依存型に対応する論理の対象は、述語です。 Even n という型は、n は偶数であると読みます。偶数であることの証明で使えるルールは

  1. $0$ は偶数である
  2. どんな $n$ に対しても、$n$ が偶数ならば、$n+2$ も偶数である

の2つで、これを次のように表します。

  1. zeroIsEvenEven 0 の証明
  2. soIsTwoAdded は 任意の n に対して Even n であることから Even (suc (suc n))を導く

Even nn によって値をもったりもたなかったりすることに注意してください。 例えば zeroIsEven : Even 0soIsTwoAdded : Even 0 -> Even 2 を使って soIsTwoAdded zeroIsEven : Even 2 を作ることはできますが、 Even 1 という型をもった値は作れません。 これは、Even 1 という命題が偽である(i.e. 証明が作れない)ということに対応しています。

再帰と帰納法

自然数の順序の述語 $\leq$ を考えます。

data _≤_ : Nat -> Nat -> Set where
  z≤n : ∀ {n} -> zero ≤ n
  s≤s : ∀ {n m} -> n ≤ m -> suc n ≤ suc m

これは次のように読みます。

  1. どんな自然数 $n$ に対しても、$0 \le n$ である
  2. $n \le m$ ならば $n + 1 \le m + 1$ である

この順序がちゃんと反射律を満たしていることを証明してみましょう。 Agda で書く前に、普通の数学で証明してみます。
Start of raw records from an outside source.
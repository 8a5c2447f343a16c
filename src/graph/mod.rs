//! Operation graph nodes and the view-pushdown rewriter.

mod rewrite;
mod uop;

pub use rewrite::view_left;
pub use uop::{Arg, Op, ReduceKind, UOp, UpcastAxes};
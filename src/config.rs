//! Process-wide configuration read from the environment.
//!
//! Every knob is read once, at first access. Drivers that need different
//! settings per kernel should pass them explicitly (e.g. the `use`
//! argument of `apply_tensor_cores`) rather than mutate the environment.

use std::sync::OnceLock;

/// Optimizer configuration.
#[derive(Debug, Clone)]
pub struct Config {
    /// Debug verbosity (0 = silent).
    pub debug: u8,
    /// Which tensor core to try: -1 tries all in order.
    pub tc_select: i64,
    /// Tensor-core eligibility level (0..=2), see `apply_tensor_cores`.
    pub tc_opt: u8,
    /// Tensor-core mode used by a bare `TC` opt (1 = real WMMA,
    /// 2 = shape-only, 3 = emulated).
    pub use_tc: u8,
    /// Skip the hand-coded tensor-core follow-up opts.
    pub amx: bool,
    /// Record a replay entry for every rendered program.
    pub capture_process_replay: bool,
    /// Enable the matvec heuristic branch.
    pub mv: bool,
    pub mv_blocksize: usize,
    pub mv_threads_per_row: usize,
    pub mv_rows_per_thread: usize,
    /// Force NOLOCALS in the hand-coded heuristic.
    pub nolocals: bool,
    /// Emit the base AST for visualization before lowering.
    pub viz: bool,
}

impl Default for Config {
    fn default() -> Self {
        Self {
            debug: 0,
            tc_select: -1,
            tc_opt: 0,
            use_tc: 1,
            amx: false,
            capture_process_replay: false,
            mv: true,
            mv_blocksize: 4,
            mv_threads_per_row: 8,
            mv_rows_per_thread: 4,
            nolocals: false,
            viz: false,
        }
    }
}

impl Config {
    /// Reads the configuration from the environment, falling back to the
    /// defaults above for unset or unparseable variables.
    pub fn from_env() -> Self {
        let d = Config::default();
        Self {
            debug: env_parse("DEBUG", d.debug),
            tc_select: env_parse("TC_SELECT", d.tc_select),
            tc_opt: env_parse("TC_OPT", d.tc_opt),
            use_tc: env_parse("USE_TC", d.use_tc),
            amx: env_flag("AMX", d.amx),
            capture_process_replay: env_flag("CAPTURE_PROCESS_REPLAY", d.capture_process_replay),
            mv: env_flag("MV", d.mv),
            mv_blocksize: env_parse("MV_BLOCKSIZE", d.mv_blocksize),
            mv_threads_per_row: env_parse("MV_THREADS_PER_ROW", d.mv_threads_per_row),
            mv_rows_per_thread: env_parse("MV_ROWS_PER_THREAD", d.mv_rows_per_thread),
            nolocals: env_flag("NOLOCALS", d.nolocals),
            viz: env_flag("VIZ", d.viz),
        }
    }
}

fn env_parse<T: std::str::FromStr>(name: &str, default: T) -> T {
    std::env::var(name)
        .ok()
        .and_then(|v| v.parse().ok())
        .unwrap_or(default)
}

fn env_flag(name: &str, default: bool) -> bool {
    match std::env::var(name) {
        Ok(v) => v != "0" && !v.is_empty(),
        Err(_) => default,
    }
}

static CONFIG: OnceLock<Config> = OnceLock::new();

/// Returns the process-wide configuration, reading the environment on
/// first use.
pub fn config() -> &'static Config {
    CONFIG.get_or_init(Config::from_env)
}
//! Error types for kernel optimization.

use thiserror::Error;

/// Errors that can occur while constructing or optimizing a kernel.
#[derive(Debug, Clone, Error)]
pub enum KernelOptError {
    /// The input graph is not a valid kernel AST.
    #[error("invalid ast: {reason}")]
    InvalidAst { reason: String },

    /// An optimization precondition failed. Recoverable: the kernel state
    /// is unchanged and the caller may try a different opt.
    #[error("{reason}")]
    OptRejected { reason: String },

    /// A grouped reduction would not fit in shared memory.
    #[error("exceeds maximum shared memory size: needs {needed}, max {max}")]
    SharedMemoryExceeded { needed: usize, max: usize },

    /// A shape-tracker operation could not represent the requested shape.
    #[error("shape error: {reason}")]
    ShapeError { reason: String },
}

impl KernelOptError {
    pub fn invalid_ast(reason: impl Into<String>) -> Self {
        Self::InvalidAst {
            reason: reason.into(),
        }
    }

    pub fn rejected(reason: impl Into<String>) -> Self {
        Self::OptRejected {
            reason: reason.into(),
        }
    }

    pub fn shape(reason: impl Into<String>) -> Self {
        Self::ShapeError {
            reason: reason.into(),
        }
    }
}

/// Result type for kernel optimization.
pub type OptResult<T> = core::result::Result<T, KernelOptError>;

/// Guard helper: every opt precondition funnels through this so that a
/// failed check surfaces as a recoverable [`KernelOptError::OptRejected`].
pub(crate) fn check(cond: bool, reason: &str) -> OptResult<()> {
    if cond {
        Ok(())
    } else {
        Err(KernelOptError::rejected(reason))
    }
}
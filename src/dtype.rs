//! Data types carried by graph nodes and buffers.

use core::fmt;

use smallvec::SmallVec;

/// A scalar element type.
#[derive(Debug, Clone, Copy, PartialEq, Eq, Hash)]
pub enum ScalarKind {
    Bool,
    I8,
    U8,
    I16,
    U16,
    I32,
    U32,
    I64,
    U64,
    F16,
    BF16,
    F32,
    F64,
}

impl ScalarKind {
    /// Size of one element in bytes.
    #[inline]
    pub fn itemsize(&self) -> usize {
        match self {
            ScalarKind::Bool | ScalarKind::I8 | ScalarKind::U8 => 1,
            ScalarKind::I16 | ScalarKind::U16 | ScalarKind::F16 | ScalarKind::BF16 => 2,
            ScalarKind::I32 | ScalarKind::U32 | ScalarKind::F32 => 4,
            ScalarKind::I64 | ScalarKind::U64 | ScalarKind::F64 => 8,
        }
    }

    #[inline]
    pub fn is_float(&self) -> bool {
        matches!(
            self,
            ScalarKind::F16 | ScalarKind::BF16 | ScalarKind::F32 | ScalarKind::F64
        )
    }
}

impl fmt::Display for ScalarKind {
    fn fmt(&self, f: &mut fmt::Formatter<'_>) -> fmt::Result {
        let name = match self {
            ScalarKind::Bool => "bool",
            ScalarKind::I8 => "i8",
            ScalarKind::U8 => "u8",
            ScalarKind::I16 => "i16",
            ScalarKind::U16 => "u16",
            ScalarKind::I32 => "i32",
            ScalarKind::U32 => "u32",
            ScalarKind::I64 => "i64",
            ScalarKind::U64 => "u64",
            ScalarKind::F16 => "f16",
            ScalarKind::BF16 => "bf16",
            ScalarKind::F32 => "f32",
            ScalarKind::F64 => "f64",
        };
        write!(f, "{}", name)
    }
}

/// A node or buffer data type.
///
/// Buffers are either plain strided memory or images, which carry a base
/// shape that axis merging must not cross.
#[derive(Debug, Clone, PartialEq, Eq, Hash)]
pub enum DType {
    /// A single scalar.
    Scalar(ScalarKind),
    /// A short vector of scalars (vectorized upcast width).
    Vec { base: ScalarKind, count: usize },
    /// A pointer to a buffer of scalars.
    Ptr {
        base: ScalarKind,
        size: usize,
        local: bool,
    },
    /// An image-backed buffer with its plane shape.
    Image {
        base: ScalarKind,
        shape: SmallVec<[usize; 4]>,
    },
}

impl DType {
    /// Shorthand for a scalar dtype.
    #[inline]
    pub const fn scalar(kind: ScalarKind) -> Self {
        DType::Scalar(kind)
    }

    /// An image dtype over `base` elements with the given plane shape.
    pub fn image(base: ScalarKind, shape: impl IntoIterator<Item = usize>) -> Self {
        DType::Image {
            base,
            shape: shape.into_iter().collect(),
        }
    }

    /// The underlying scalar kind.
    #[inline]
    pub fn base(&self) -> ScalarKind {
        match self {
            DType::Scalar(k) => *k,
            DType::Vec { base, .. } => *base,
            DType::Ptr { base, .. } => *base,
            DType::Image { base, .. } => *base,
        }
    }

    /// Size in bytes of one value of this dtype.
    #[inline]
    pub fn itemsize(&self) -> usize {
        match self {
            DType::Scalar(k) => k.itemsize(),
            DType::Vec { base, count } => base.itemsize() * count,
            DType::Ptr { base, .. } => base.itemsize(),
            DType::Image { base, .. } => base.itemsize(),
        }
    }

    /// Vectorizes this dtype to `count` lanes.
    pub fn vec(&self, count: usize) -> Self {
        if count == 1 {
            return DType::Scalar(self.base());
        }
        DType::Vec {
            base: self.base(),
            count,
        }
    }

    /// A pointer to `size` values of this dtype's base scalar.
    pub fn ptr(&self, size: usize, local: bool) -> Self {
        DType::Ptr {
            base: self.base(),
            size,
            local,
        }
    }

    /// Returns true for image-backed buffers.
    #[inline]
    pub fn is_image(&self) -> bool {
        matches!(self, DType::Image { .. })
    }

    /// The image plane shape, if this is an image dtype.
    pub fn image_shape(&self) -> Option<&[usize]> {
        match self {
            DType::Image { shape, .. } => Some(shape),
            _ => None,
        }
    }
}

impl From<ScalarKind> for DType {
    fn from(kind: ScalarKind) -> Self {
        DType::Scalar(kind)
    }
}

/// A literal value carried by a `CONST` node.
#[derive(Debug, Clone, Copy, PartialEq)]
pub enum ConstValue {
    Bool(bool),
    Int(i64),
    Float(f64),
    F16(half::f16),
    BF16(half::bf16),
}

impl ConstValue {
    /// The canonical zero for a dtype, used when masking constants.
    pub fn zero(dtype: &DType) -> Self {
        match dtype.base() {
            ScalarKind::Bool => ConstValue::Bool(false),
            ScalarKind::F16 => ConstValue::F16(half::f16::ZERO),
            ScalarKind::BF16 => ConstValue::BF16(half::bf16::ZERO),
            k if k.is_float() => ConstValue::Float(0.0),
            _ => ConstValue::Int(0),
        }
    }
}

impl fmt::Display for ConstValue {
    fn fmt(&self, f: &mut fmt::Formatter<'_>) -> fmt::Result {
        match self {
            ConstValue::Bool(v) => write!(f, "{}", v),
            ConstValue::Int(v) => write!(f, "{}", v),
            ConstValue::Float(v) => write!(f, "{}", v),
            ConstValue::F16(v) => write!(f, "{}", v),
            ConstValue::BF16(v) => write!(f, "{}", v),
        }
    }
}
帰納法で証明します。

$\forall n. n \le n$を示したい。 まず、ルール1より、$0 \le 0$ である。 $n$ で$n \le n$ が成り立つと仮定すると、$n + 1$について、 ルール2より、$n + 1 \le n + 1$ である。 よって、帰納法により、すべての $n$ について、$n \le n$.

これを Agda で書くと、以下のようになります。

reflexive : ∀ n -> n ≤ n
reflexive zero    = z≤n
reflexive (suc n) = s≤s (reflexive n)

∀ nn : _ の略記なので(_ は型推論により Nat になる)、 reflexive : (n : Nat) -> n ≤ n と書いても同じです。

suc n のとき、reflexive n を再帰的に使っていることに注意してください。 これは、$n + 1$ の証明に $n$ のときの仮定を使っていることに対応します。

例えば、reflexive 3 (3 ≤ 3 の証明になる) を計算するとき、

  1. reflexive (suc 2) にパターンマッチされ、s≤s (reflexive 2) になる
  2. reflexive 2reflexive (suc 1) にパターンマッチされ、s≤s (reflexive 1) になる
  3. reflexive 1reflexive (suc zero) にパターンマッチされ、s≤s (reflexive zero) になる
  4. reflexive zeroz≤n になる

というふうになり、その値は s≤s (s≤s (s≤s (z≤n))) となり、 確かにその型は 3 ≤ 3 となっています。

つまり、帰納法の証明は、再帰関数によって行えるのです。

まとめ

駆け足で Agda での証明を説明しました。かなり説明不足な部分があると思うので、 わからないところはコメントでお願いします。

参考文献

  1. 細かいことを言うと、項によって表せる証明は直観主義論理のものに限られます。